Posting to the center of this knowledge also led to the last missing part of the puzzle, Archive_Timeout parameters (5 minutes default). This parameter has the following description on the excellent web site called PostgreSqlco. nf:
If this parameter is zero, the server will always switch to a new segment file at any time and observe some types of energy in the database ... archive file. Pies the previous locked care.
And this is the ultimate why inactive replication connectors cause such a WAL number in non-working data: basically 5 minutes. Several data configuration is generated when the heartbeat is displayed based on RDSADMIN data. In this case, a 64MB new WAL section is created every 5 minutes. Until the replication area is an idol and the operation is substantially performed, all of these sections of WAL are actually stored (not quite slow), which is actually connected to the actual database server, The disk capacity ends.
Take Away
Here's the lesson of this situation: Do not leave the full operation of replication! There are no very long and random slots. For example, you can configure a higher query that will be notified when a specific slot is saved with a volume of 100MB or more. And, of course, enter the footprint to observe the free space on the disk.

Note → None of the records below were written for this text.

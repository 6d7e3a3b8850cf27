use std::collections::BTreeMap;
use std::path::PathBuf;

use super::compose::{ComposeDocument, ServiceConfig};
use super::CommandTarget;

/// A loaded set of compose documents merged into one project.
#[derive(Debug, Clone, PartialEq)]
pub struct ComposeProject {
    pub name: String,
    /// Directory relative paths are resolved against.
    pub working_dir: PathBuf,
    pub services: BTreeMap<String, ServiceConfig>,
    pub networks: BTreeMap<String, serde_yaml::Value>,
    pub volumes: BTreeMap<String, serde_yaml::Value>,
}

impl ComposeProject {
    pub fn new(name: impl Into<String>, working_dir: impl Into<PathBuf>) -> Self {
        Self {
            name: name.into(),
            working_dir: working_dir.into(),
            services: BTreeMap::new(),
            networks: BTreeMap::new(),
            volumes: BTreeMap::new(),
        }
    }

    /// Single-service project built around an image that is not in the catalog.
    pub fn ad_hoc(
        name: impl Into<String>,
        working_dir: impl Into<PathBuf>,
        service_name: impl Into<String>,
        image: impl Into<String>,
    ) -> Self {
        let service = ServiceConfig {
            image: Some(image.into()),
            ..Default::default()
        };
        let mut project = Self::new(name, working_dir);
        project.services.insert(service_name.into(), service);
        project
    }

    pub fn service_names(&self) -> Vec<&str> {
        self.services.keys().map(String::as_str).collect()
    }

    pub fn service(&self, name: &str) -> Option<&ServiceConfig> {
        self.services.get(name)
    }

    pub fn contains(&self, name: &str) -> bool {
        self.services.contains_key(name)
    }

    /// Classifies `name` as a catalog entry or an unmanaged fallback.
    pub fn resolve_command(&self, name: &str) -> CommandTarget {
        match self.services.get(name) {
            Some(service) => CommandTarget::Managed(Box::new(service.clone())),
            None => CommandTarget::unmanaged(name),
        }
    }

    /// Same project without any service; used to provision its network.
    pub fn without_services(&self) -> Self {
        Self {
            services: BTreeMap::new(),
            ..self.clone()
        }
    }

    /// Same project reduced to `service`, registered as `name`.
    pub fn with_only_service(&self, name: &str, service: ServiceConfig) -> Self {
        let mut services = BTreeMap::new();
        services.insert(name.to_string(), service);
        Self {
            services,
            ..self.clone()
        }
    }

    pub fn to_document(&self) -> ComposeDocument {
        ComposeDocument {
            name: Some(self.name.clone()),
            services: self.services.clone(),
            networks: self.networks.clone(),
            volumes: self.volumes.clone(),
        }
    }
}

#[cfg(test)]
mod tests {
    use super::*;

    fn project() -> ComposeProject {
        let mut project = ComposeProject::new("dockerized", "/opt/dockerized");
        project.services.insert(
            "go".to_string(),
            ServiceConfig { image: Some("golang:1.18".into()), ..Default::default() },
        );
        project.services.insert(
            "node".to_string(),
            ServiceConfig { image: Some("node:18".into()), ..Default::default() },
        );
        project
    }

    #[test]
    fn test_derived_views_leave_original_untouched() {
        let project = project();

        let network_only = project.without_services();
        assert!(network_only.services.is_empty());
        assert_eq!(network_only.name, "dockerized");

        let go = project.service("go").unwrap().clone();
        let single = project.with_only_service("go", go);
        assert_eq!(single.service_names(), vec!["go"]);

        assert_eq!(project.service_names(), vec!["go", "node"]);
    }

    #[test]
    fn test_resolve_command() {
        let project = project();
        assert!(matches!(project.resolve_command("go"), CommandTarget::Managed(_)));
        match project.resolve_command("htop") {
            CommandTarget::Unmanaged { image } => assert_eq!(image, "r.j3ss.co/htop"),
            other => panic!("unexpected target: {other:?}"),
        }
    }

    #[test]
    fn test_ad_hoc_project() {
        let project = ComposeProject::ad_hoc("dockerized", "/opt", "htop", "r.j3ss.co/htop");
        assert_eq!(project.service("htop").unwrap().image.as_deref(), Some("r.j3ss.co/htop"));
        assert_eq!(project.to_document().services.len(), 1);
    }
}
//! `--build`, `--pull` and `--digest`.

use tracing::info;

use crate::catalog::{CommandTarget, ComposeProject};
use crate::error::{DockerizedError, Result};
use crate::run::engine::{BuildOptions, Engine};

/// Project holding only the service that backs `command`.
fn image_project(project: &ComposeProject, command: &str) -> ComposeProject {
    match project.resolve_command(command) {
        CommandTarget::Managed(service) => project.with_only_service(command, *service),
        CommandTarget::Unmanaged { image } => {
            ComposeProject::ad_hoc(project.name.clone(), project.working_dir.clone(), command, image)
        }
    }
}

pub async fn build<E: Engine>(
    engine: &E,
    project: &ComposeProject,
    command: &str,
    pull: bool,
    no_cache: bool,
) -> Result<()> {
    let service = project
        .service(command)
        .ok_or_else(|| DockerizedError::ServiceNotFound(command.to_string()))?;
    if !service.has_build() {
        info!("{} has no build step, building is a no-op", command);
    }

    info!("Building container image for {}...", command);
    let options = BuildOptions {
        services: vec![command.to_string()],
        pull,
        no_cache,
    };
    engine.build(&image_project(project, command), &options).await
}

pub async fn pull<E: Engine>(engine: &E, project: &ComposeProject, command: &str) -> Result<()> {
    info!("Pulling container image for {}...", command);
    engine.pull(&image_project(project, command), command).await
}

pub async fn digest<E: Engine>(engine: &E, project: &ComposeProject, command: &str) -> Result<String> {
    engine.image_digest(&image_project(project, command), command).await
}

#[cfg(test)]
mod tests {
    use super::*;
    use crate::catalog::ServiceConfig;
    use crate::run::engine::MockEngine;

    fn project() -> ComposeProject {
        let mut project = ComposeProject::new("dockerized", "/opt/dockerized");
        project.services.insert(
            "go".to_string(),
            ServiceConfig {
                image: Some("golang:1.18".into()),
                ..Default::default()
            },
        );
        project.services.insert(
            "node".to_string(),
            ServiceConfig {
                image: Some("node:18".into()),
                ..Default::default()
            },
        );
        project
    }

    #[tokio::test]
    async fn test_build_reduces_project() {
        let mut engine = MockEngine::new();
        engine
            .expect_build()
            .times(1)
            .withf(|project, options| {
                project.service_names() == vec!["go"]
                    && options.services == vec!["go"]
                    && options.pull
                    && !options.no_cache
            })
            .returning(|_, _| Ok(()));

        build(&engine, &project(), "go", true, false).await.unwrap();
    }

    #[tokio::test]
    async fn test_build_unmanaged_is_error() {
        let mut engine = MockEngine::new();
        engine.expect_build().never();
        let err = build(&engine, &project(), "htop", false, false).await.unwrap_err();
        assert!(matches!(err, DockerizedError::ServiceNotFound(_)));
    }

    #[tokio::test]
    async fn test_pull_unmanaged_uses_fallback_image() {
        let mut engine = MockEngine::new();
        engine
            .expect_pull()
            .times(1)
            .withf(|project, service| {
                service == "htop"
                    && project.services["htop"].image.as_deref() == Some("r.j3ss.co/htop")
            })
            .returning(|_, _| Ok(()));

        pull(&engine, &project(), "htop").await.unwrap();
    }

    #[tokio::test]
    async fn test_digest() {
        let mut engine = MockEngine::new();
        engine
            .expect_image_digest()
            .returning(|_, _| Ok("golang@sha256:abc".to_string()));

        assert_eq!(digest(&engine, &project(), "go").await.unwrap(), "golang@sha256:abc");
    }
}
//! Discovery and merging of the `dockerized.env` override layers.
//!
//! Precedence, highest first: the live process environment, the nearest
//! project-local `dockerized.env`, `~/dockerized.env`, and the bundled `.env`
//! shipped next to the installation. A lower layer never overrides a key that
//! a higher one defines.

use std::collections::{BTreeMap, BTreeSet, HashMap};
use std::path::{Path, PathBuf};

use tracing::{debug, info};

use super::dotenv::{Assignment, EnvFile};
use super::template::Template;
use super::Environment;
use crate::error::{DockerizedError, Result};

pub const ENV_FILE_NAME: &str = "dockerized.env";
pub const BUNDLED_ENV_FILE_NAME: &str = ".env";
/// Number of directories (starting with the working directory) searched for
/// a project-local override file.
pub const LOCAL_SEARCH_DEPTH: usize = 10;
pub const PROJECT_ROOT_VAR: &str = "DOCKERIZED_PROJECT_ROOT";

/// Ordered from lowest to highest precedence.
#[derive(Debug, Clone, Copy, PartialEq, Eq, PartialOrd, Ord, Hash)]
pub enum LayerScope {
    Bundled,
    Global,
    Local,
}

#[derive(Debug, Clone, PartialEq, Eq)]
pub struct EnvLayer {
    pub scope: LayerScope,
    pub path: PathBuf,
}

pub struct LayerResolver {
    root: PathBuf,
    home: Option<PathBuf>,
}

impl LayerResolver {
    pub fn new(root: impl Into<PathBuf>, home: Option<PathBuf>) -> Self {
        Self {
            root: root.into(),
            home,
        }
    }

    /// Existing override files, highest precedence first. A file reachable
    /// through more than one scope is kept once, at its highest scope.
    pub fn discover(&self, cwd: &Path) -> Vec<EnvLayer> {
        let mut layers = Vec::new();

        if let Some(local) = find_local_env_file(cwd) {
            layers.push(EnvLayer { scope: LayerScope::Local, path: local });
        }

        if let Some(home) = &self.home {
            let global = home.join(ENV_FILE_NAME);
            if global.is_file() {
                layers.push(EnvLayer { scope: LayerScope::Global, path: global });
            }
        }

        let bundled = self.root.join(BUNDLED_ENV_FILE_NAME);
        if bundled.is_file() {
            layers.push(EnvLayer { scope: LayerScope::Bundled, path: bundled });
        }

        let mut seen = BTreeSet::new();
        layers.retain(|layer| seen.insert(layer.path.clone()));
        layers
    }

    /// Discovers the layers for `cwd` and folds them onto `base`.
    pub fn resolve(&self, cwd: &Path, base: Environment) -> Result<Environment> {
        let layers = self.discover(cwd);
        apply_layers(&layers, base)
    }
}

/// Walks upward from `start` looking for a project-local override file.
pub fn find_local_env_file(start: &Path) -> Option<PathBuf> {
    let mut dir = Some(start);
    for _ in 0..LOCAL_SEARCH_DEPTH {
        let current = dir?;
        let candidate = current.join(ENV_FILE_NAME);
        if candidate.is_file() {
            return Some(candidate);
        }
        dir = current.parent();
    }
    None
}

/// Folds `layers` (any order) onto `base`. Keys already in `base` are never
/// touched.
pub fn apply_layers(layers: &[EnvLayer], base: Environment) -> Result<Environment> {
    let mut ordered: Vec<&EnvLayer> = layers.iter().collect();
    ordered.sort_by_key(|layer| layer.scope);

    let mut files = Vec::with_capacity(ordered.len());
    for layer in ordered {
        info!("Loading: '{}'", layer.path.display());
        let mut file = EnvFile::from_file(&layer.path)?;
        if layer.scope == LayerScope::Local {
            inject_project_root(&mut file, &layer.path);
        }
        files.push(file);
    }

    let keys: BTreeSet<String> = files
        .iter()
        .flat_map(|f| f.keys().map(str::to_string))
        .collect();

    let mut stack = LayerStack {
        base: &base,
        files: &files,
        cache: HashMap::new(),
        in_progress: Vec::new(),
    };

    let mut resolved = BTreeMap::new();
    for key in keys {
        if base.contains(&key) {
            debug!("{} already set in environment, skipping override files", key);
            continue;
        }
        if let Some(value) = stack.lookup(&key, files.len())? {
            resolved.insert(key, value);
        }
    }

    Ok(base.extended_with(resolved))
}

fn inject_project_root(file: &mut EnvFile, path: &Path) {
    if file.get(PROJECT_ROOT_VAR).is_some() {
        return;
    }
    let Some(dir) = path.parent() else { return };
    let escaped = dir.to_string_lossy().replace('$', "$$");
    if let Ok(value) = Template::parse(&escaped) {
        file.assignments.insert(
            0,
            Assignment {
                key: PROJECT_ROOT_VAR.to_string(),
                value,
            },
        );
    }
}

/// Lazily resolves variables across the layer files. `files` is ordered from
/// lowest to highest precedence; a `ceiling` of `n` only considers `files[..n]`.
struct LayerStack<'a> {
    base: &'a Environment,
    files: &'a [EnvFile],
    cache: HashMap<(String, usize), String>,
    in_progress: Vec<(String, usize)>,
}

impl LayerStack<'_> {
    fn lookup(&mut self, key: &str, ceiling: usize) -> Result<Option<String>> {
        if let Some(value) = self.base.get(key) {
            return Ok(Some(value.to_string()));
        }

        let files = self.files;
        let Some((layer, template)) = files[..ceiling]
            .iter()
            .enumerate()
            .rev()
            .find_map(|(idx, file)| file.get(key).map(|t| (idx, t)))
        else {
            return Ok(None);
        };

        let cache_key = (key.to_string(), layer);
        if let Some(value) = self.cache.get(&cache_key) {
            return Ok(Some(value.clone()));
        }
        if self.in_progress.contains(&cache_key) {
            return Err(DockerizedError::CircularReference(format!(
                "{} in {}",
                key,
                files[layer].path.display()
            )));
        }

        self.in_progress.push(cache_key.clone());
        // A self-reference extends the value of the layers below; anything
        // else sees the whole chain.
        let rendered = template.render(&mut |name: &str| {
            if name == key {
                self.lookup(name, layer)
            } else {
                self.lookup(name, files.len())
            }
        });
        self.in_progress.pop();

        let value = rendered?;
        self.cache.insert(cache_key, value.clone());
        Ok(Some(value))
    }
}

#[cfg(test)]
mod tests {
    use super::*;
    use std::fs;
    use tempfile::TempDir;

    struct Fixture {
        _tmp: TempDir,
        root: PathBuf,
        home: PathBuf,
        project: PathBuf,
    }

    fn fixture() -> Fixture {
        let tmp = TempDir::new().unwrap();
        let root = tmp.path().join("dockerized");
        let home = tmp.path().join("home");
        let project = home.join("projects").join("app");
        fs::create_dir_all(&root).unwrap();
        fs::create_dir_all(&project).unwrap();
        Fixture { root, home, project, _tmp: tmp }
    }

    fn resolve(fx: &Fixture, cwd: &Path, base: Environment) -> Result<Environment> {
        LayerResolver::new(&fx.root, Some(fx.home.clone())).resolve(cwd, base)
    }

    #[test]
    fn test_local_overrides_global_overrides_bundled() {
        let fx = fixture();
        fs::write(fx.root.join(".env"), "PROTOC_VERSION=3.0.0\nGO_VERSION=1.17\nNODE_VERSION=16\n").unwrap();
        fs::write(fx.home.join(ENV_FILE_NAME), "PROTOC_VERSION=3.6.0\nGO_VERSION=1.18\n").unwrap();
        fs::write(fx.project.join(ENV_FILE_NAME), "PROTOC_VERSION=3.8.0\n").unwrap();

        let env = resolve(&fx, &fx.project, Environment::new()).unwrap();
        assert_eq!(env.get("PROTOC_VERSION"), Some("3.8.0"));
        assert_eq!(env.get("GO_VERSION"), Some("1.18"));
        assert_eq!(env.get("NODE_VERSION"), Some("16"));
    }

    #[test]
    fn test_process_environment_is_never_overwritten() {
        let fx = fixture();
        fs::write(fx.root.join(".env"), "PROTOC_VERSION=3.0.0\n").unwrap();
        fs::write(fx.home.join(ENV_FILE_NAME), "PROTOC_VERSION=3.6.0\n").unwrap();
        fs::write(fx.project.join(ENV_FILE_NAME), "PROTOC_VERSION=3.8.0\n").unwrap();

        let base = Environment::new().with_var("PROTOC_VERSION", "3.16.1");
        let env = resolve(&fx, &fx.project, base).unwrap();
        assert_eq!(env.get("PROTOC_VERSION"), Some("3.16.1"));
    }

    #[test]
    fn test_empty_process_value_still_wins() {
        let fx = fixture();
        fs::write(fx.home.join(ENV_FILE_NAME), "GO_VERSION=1.18\n").unwrap();

        let base = Environment::new().with_var("GO_VERSION", "");
        let env = resolve(&fx, &fx.project, base).unwrap();
        assert_eq!(env.get("GO_VERSION"), Some(""));
    }

    #[test]
    fn test_self_reference_extends_lower_layers() {
        let fx = fixture();
        fs::write(fx.root.join(".env"), "COMPOSE_FILE=${DOCKERIZED_ROOT}/docker-compose.yml\n").unwrap();
        fs::write(
            fx.home.join(ENV_FILE_NAME),
            "COMPOSE_FILE=\"${COMPOSE_FILE};${HOME}/docker-compose.yml\"\n",
        )
        .unwrap();
        fs::write(
            fx.project.join(ENV_FILE_NAME),
            "COMPOSE_FILE=\"${COMPOSE_FILE};${DOCKERIZED_PROJECT_ROOT}/docker-compose.yml\"\n",
        )
        .unwrap();

        let base = Environment::new()
            .with_var("DOCKERIZED_ROOT", "/opt/dockerized")
            .with_var("HOME", fx.home.to_string_lossy());
        let env = resolve(&fx, &fx.project, base).unwrap();

        let expected = format!(
            "/opt/dockerized/docker-compose.yml;{}/docker-compose.yml;{}/docker-compose.yml",
            fx.home.display(),
            fx.project.display()
        );
        assert_eq!(env.get("COMPOSE_FILE"), Some(expected.as_str()));
    }

    #[test]
    fn test_lower_layer_sees_higher_layer_values() {
        let fx = fixture();
        fs::write(fx.root.join(".env"), "GO_IMAGE=golang:${GO_VERSION}\nGO_VERSION=1.17\n").unwrap();
        fs::write(fx.project.join(ENV_FILE_NAME), "GO_VERSION=1.19\n").unwrap();

        let env = resolve(&fx, &fx.project, Environment::new()).unwrap();
        assert_eq!(env.get("GO_IMAGE"), Some("golang:1.19"));
    }

    #[test]
    fn test_substitution_sees_process_environment() {
        let fx = fixture();
        fs::write(fx.home.join(ENV_FILE_NAME), "CACHE_DIR=${HOME}/.cache\n").unwrap();

        let base = Environment::new().with_var("HOME", "/home/me");
        let env = resolve(&fx, &fx.project, base).unwrap();
        assert_eq!(env.get("CACHE_DIR"), Some("/home/me/.cache"));
    }

    #[test]
    fn test_circular_reference_is_error() {
        let fx = fixture();
        fs::write(fx.project.join(ENV_FILE_NAME), "A=${B}\nB=${A}\n").unwrap();

        let err = resolve(&fx, &fx.project, Environment::new()).unwrap_err();
        assert!(matches!(err, DockerizedError::CircularReference(_)));
    }

    #[test]
    fn test_malformed_file_is_error() {
        let fx = fixture();
        fs::write(fx.home.join(ENV_FILE_NAME), "this is not valid\n").unwrap();

        let err = resolve(&fx, &fx.project, Environment::new()).unwrap_err();
        assert!(matches!(err, DockerizedError::EnvFile { line: 1, .. }));
    }

    #[test]
    fn test_project_root_is_provided() {
        let fx = fixture();
        let nested = fx.project.join("src").join("pkg");
        fs::create_dir_all(&nested).unwrap();
        fs::write(fx.project.join(ENV_FILE_NAME), "FOO=bar\n").unwrap();

        let env = resolve(&fx, &nested, Environment::new()).unwrap();
        assert_eq!(env.get(PROJECT_ROOT_VAR), Some(fx.project.to_string_lossy().as_ref()));
        assert_eq!(env.get("FOO"), Some("bar"));
    }

    #[test]
    fn test_find_local_env_file_walks_up() {
        let fx = fixture();
        let nested = fx.project.join("a").join("b").join("c");
        fs::create_dir_all(&nested).unwrap();
        fs::write(fx.project.join(ENV_FILE_NAME), "").unwrap();

        assert_eq!(find_local_env_file(&nested), Some(fx.project.join(ENV_FILE_NAME)));
    }

    #[test]
    fn test_find_local_env_file_is_bounded() {
        let fx = fixture();
        let mut deep = fx.project.clone();
        for i in 0..LOCAL_SEARCH_DEPTH {
            deep = deep.join(format!("d{}", i));
        }
        fs::create_dir_all(&deep).unwrap();
        fs::write(fx.project.join(ENV_FILE_NAME), "").unwrap();

        assert_eq!(find_local_env_file(&deep), None);
    }

    #[test]
    fn test_discover_orders_and_deduplicates() {
        let fx = fixture();
        fs::write(fx.root.join(".env"), "").unwrap();
        fs::write(fx.home.join(ENV_FILE_NAME), "").unwrap();

        let resolver = LayerResolver::new(&fx.root, Some(fx.home.clone()));

        // From inside home the local search finds the global file itself.
        let layers = resolver.discover(&fx.home);
        assert_eq!(layers.len(), 2);
        assert_eq!(layers[0].scope, LayerScope::Local);
        assert_eq!(layers[0].path, fx.home.join(ENV_FILE_NAME));
        assert_eq!(layers[1].scope, LayerScope::Bundled);

        fs::write(fx.project.join(ENV_FILE_NAME), "").unwrap();
        let scopes: Vec<_> = resolver.discover(&fx.project).into_iter().map(|l| l.scope).collect();
        assert_eq!(scopes, vec![LayerScope::Local, LayerScope::Global, LayerScope::Bundled]);
    }

    #[test]
    fn test_no_layers_returns_base() {
        let fx = fixture();
        let base = Environment::new().with_var("A", "1");
        let env = resolve(&fx, &fx.project, base.clone()).unwrap();
        assert_eq!(env, base);
    }
}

In some cases, the active replication connector can freeze the sudden storage status of the Wal. For example, if a huge configuration is introduced in one data infrastructure and the replication connector is configured to another data infrastructure that is rarely changed, all this connector cannot be performed accurately.
Creating an artificial origin of the data is considered a normal conclusion for such scenarios, such as the Debezium Postgres connector. Actually, there is no need to create a special table at any time to support not only for this, but also to support the pg_logical_emit_message () support and the news with WAL.
Select pg_logical_emit_message(FALSE, 'Heartbeat, Right now()::Barker);If you are using a logical decoding plu g-in that supports logical replication messages, for example, Pgoutput, for example, to prevent replication from moving.